西山 隆行(にしやま たかゆき)/1975年生まれ。東京大学大学院法学政治学研究科博士課程修了、博士(法学)。甲南大学法学部教授を経て、2014年9月から現職。専門は比較政治、アメリカ政治。著書に『アメリカ政治──制度・文化・歴史』、共編著に『マイノリティが変えるアメリカ政治──多民族社会の現状と将来』など(撮影:今井康一)

中南米系の白人も元をたどれば多くがスペインからの人たち。中南米系の人たちは基本的に大統領選で民主党に投票するが、州や市のレベルの選挙では、同じ中南米系が立候補すると、共和党候補でも投票する傾向がある。調査では中南米系の人は民主党支持が共和党支持より確かに多いが、支持政党なしという割合もかなり高い。
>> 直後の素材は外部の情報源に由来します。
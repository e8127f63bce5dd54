// Copyright (c) 2025-2026, Tom Ouellette
// Licensed under the Apache License, Version 2.0 (the "License");
// you may not use this file except in compliance with the License.
// A copy of the License has been included in the root of the repository.

use std::fs::File;
use std::path::Path;

use polars::prelude::*;

use crate::constant::RESULT_COLUMN_NAMES;
use crate::error::PinceError;
use crate::gr::IouRecord;

fn create_file<P: AsRef<Path>>(path: &P) -> Result<File, PinceError> {
    File::create(path).map_err(|_| {
        PinceError::OtherError(format!(
            "Failed to create table file: {}",
            path.as_ref().display()
        ))
    })
}

/// Write a table to a CSV file
///
/// # Arguments
///
/// * `df` - A DataFrame
/// * `path` - Path to the output file
/// * `header` - Whether the output file should contain a header
pub fn write_table_csv<P: AsRef<Path>>(
    df: &mut DataFrame,
    path: P,
    header: bool,
) -> Result<(), PinceError> {
    let mut output = create_file(&path)?;

    CsvWriter::new(&mut output)
        .include_header(header)
        .finish(df)
        .map_err(|_| PinceError::OtherError("Failed to write CSV file.".to_string()))
}

/// Write a table to a tab-separated file
pub fn write_table_tsv<P: AsRef<Path>>(
    df: &mut DataFrame,
    path: P,
    header: bool,
) -> Result<(), PinceError> {
    let mut output = create_file(&path)?;

    CsvWriter::new(&mut output)
        .include_header(header)
        .with_separator(b'\t')
        .finish(df)
        .map_err(|_| PinceError::OtherError("Failed to write TSV file.".to_string()))
}

/// Write a table to a parquet file
pub fn write_table_pq<P: AsRef<Path>>(df: &mut DataFrame, path: P) -> Result<(), PinceError> {
    let mut output = create_file(&path)?;

    ParquetWriter::new(&mut output)
        .finish(df)
        .map(|_| ())
        .map_err(|_| PinceError::OtherError("Failed to write parquet file.".to_string()))
}

/// Write a DataFrame to disk with the format given by the file extension
///
/// # Arguments
///
/// * `df` - A DataFrame
/// * `path` - Output path ending in csv, tsv, txt, parquet, or pq
///
/// # Examples
///
/// ```no_run
/// use polars::prelude::*;
/// use pince_core::io::write_table;
///
/// let column = vec![Column::new("iou".into(), [0.52, 0.31, 0.0])];
/// let mut df: DataFrame = DataFrame::new(column).unwrap();
///
/// write_table(&mut df, "results.csv").unwrap()
/// ```
pub fn write_table<P: AsRef<Path>>(df: &mut DataFrame, path: P) -> Result<(), PinceError> {
    let extension = path
        .as_ref()
        .extension()
        .and_then(|s| s.to_str())
        .map(|s| s.to_lowercase());

    match extension.as_deref() {
        Some("csv") => write_table_csv(df, path, true),
        Some("tsv") | Some("txt") => write_table_tsv(df, path, true),
        Some("parquet") | Some("pq") => write_table_pq(df, path),
        _ => Err(PinceError::OtherError(
            "Provided table path has an invalid extension. Must be one of: csv, tsv, txt, parquet, or pq.".to_string()
        )),
    }
}

/// Collect per-image evaluation records into a DataFrame
///
/// # Examples
///
/// ```
/// use pince_core::gr::IouRecord;
/// use pince_core::io::results_table;
///
/// let records = vec![IouRecord {
///     image: "pcd0100".to_string(),
///     correct: true,
///     iou: 0.61,
///     candidates: 1,
///     quality: 0.93,
/// }];
///
/// let df = results_table(&records).unwrap();
/// assert_eq!(df.shape(), (1, 5));
/// ```
pub fn results_table(records: &[IouRecord]) -> Result<DataFrame, PinceError> {
    let [image, correct, iou, candidates, quality] = RESULT_COLUMN_NAMES;

    let columns = vec![
        Column::new(
            image.into(),
            records.iter().map(|r| r.image.clone()).collect::<Vec<String>>(),
        ),
        Column::new(
            correct.into(),
            records.iter().map(|r| r.correct).collect::<Vec<bool>>(),
        ),
        Column::new(
            iou.into(),
            records.iter().map(|r| r.iou).collect::<Vec<f32>>(),
        ),
        Column::new(
            candidates.into(),
            records
                .iter()
                .map(|r| r.candidates as u32)
                .collect::<Vec<u32>>(),
        ),
        Column::new(
            quality.into(),
            records.iter().map(|r| r.quality).collect::<Vec<f32>>(),
        ),
    ];

    DataFrame::new(columns).map_err(|err| PinceError::OtherError(err.to_string()))
}

/// Write per-image evaluation records to a table
pub fn write_results<P: AsRef<Path>>(records: &[IouRecord], path: P) -> Result<(), PinceError> {
    let mut df = results_table(records)?;
    write_table(&mut df, path)
}

#[cfg(test)]
mod test {
    use super::*;

    fn records() -> Vec<IouRecord> {
        vec![
            IouRecord {
                image: "a".to_string(),
                correct: true,
                iou: 0.7,
                candidates: 2,
                quality: 0.9,
            },
            IouRecord {
                image: "b".to_string(),
                correct: false,
                iou: 0.1,
                candidates: 1,
                quality: 0.4,
            },
        ]
    }

    #[test]
    fn test_results_table_columns() {
        let df = results_table(&records()).unwrap();
        let names: Vec<&str> = df.get_column_names().iter().map(|s| s.as_str()).collect();
        assert_eq!(names, RESULT_COLUMN_NAMES.to_vec());
        assert_eq!(df.height(), 2);
    }

    #[test]
    fn test_write_results_csv() {
        const OUTPUT: &str = "TEST_RESULTS_WRITE.csv";

        write_results(&records(), OUTPUT).unwrap();

        let contents = std::fs::read_to_string(OUTPUT).unwrap();
        assert!(contents.starts_with("image,correct,iou,candidates,quality"));
        assert_eq!(contents.lines().count(), 3);

        std::fs::remove_file(OUTPUT).unwrap();
    }

    #[test]
    fn test_invalid_extension() {
        assert!(write_results(&records(), "TEST_RESULTS_WRITE.xlsx").is_err());
    }
}
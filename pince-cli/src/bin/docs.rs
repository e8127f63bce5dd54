// Copyright (c) 2025-2026, Tom Ouellette
// Licensed under the Apache License, Version 2.0 (the "License");
// you may not use this file except in compliance with the License.
// A copy of the License has been included in the root of the repository.

use clap::{Parser, Subcommand};

use pince_cli::{datasets, evaluate};

#[derive(Parser)]
#[command(name = "pince", version, about, long_about = None)]
struct Cli {
    #[command(subcommand)]
    command: Option<Commands>,
}

#[derive(Subcommand)]
enum Commands {
    Evaluate(evaluate::EvaluateArgs),
    Datasets(datasets::DatasetsArgs),
}

fn main() {
    clap_markdown::print_help_markdown::<Cli>();
}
中南米系の人たちは有権者登録をあまりしていないのもまた事実だ。

選挙の投票に行く人の割合は、白人が全体の75%ぐらい。トランプ氏の「過激発言作戦」は短期的に見れば合理的なのかもしれない。だが、4年後や8年後の大統領選を考えれば、中南米系を取り込みたい共和党主流にとっては痛手だろう。白人ブルーカラー層が特にトランプ氏支持に流れている。この傾向はレーガン時代から兆しが見えたが、一気に太い流れになった。

移民改革法のカギを握る共和党の動き

──オバマ氏の移民政策は共和党のレーガン時代に近いのでは。

そう。それ以外のやり方ができない。民主党、共和党ともに移民受け入れは国是。不法移民の扱いをどうするか。賛否のある中で、両方の立場を満足させる行政命令を発する。不法滞在者のうち300万なり500万といったある程度の人数に市民権とは別の合法的な地位を与える一方、不法労働を取り締まり、国境警備も厳格にして、合法化反対派にも目配りする。

──移民改革法まではいかない?

次期大統領が就任する来年1月20日までに議会がどう動くか。民主党はたぶん賛成。読めないのは共和党。トランプ氏が今後も有権者の不安をかき立てて、今まで選挙に行かなかったような人たちをトランプ氏支持という形で動員できると考えた場合には、「コートテール」で、つまり大統領選に引きずられて同じ政党の議員に投票してもらえる。その流れに乗るのが得だとなれば、現政権提案の移民改革法案に反対という共和党議員が増える。

しかし、逆にトランプ氏が失言続きで大敗すると見なしたら、別行動。現政権に協力して法案を通そうとする可能性はある。銃規制やテロ発生、英国の動向など、この半年、選挙直前まで何が起こるかわからないので、予断を許さない。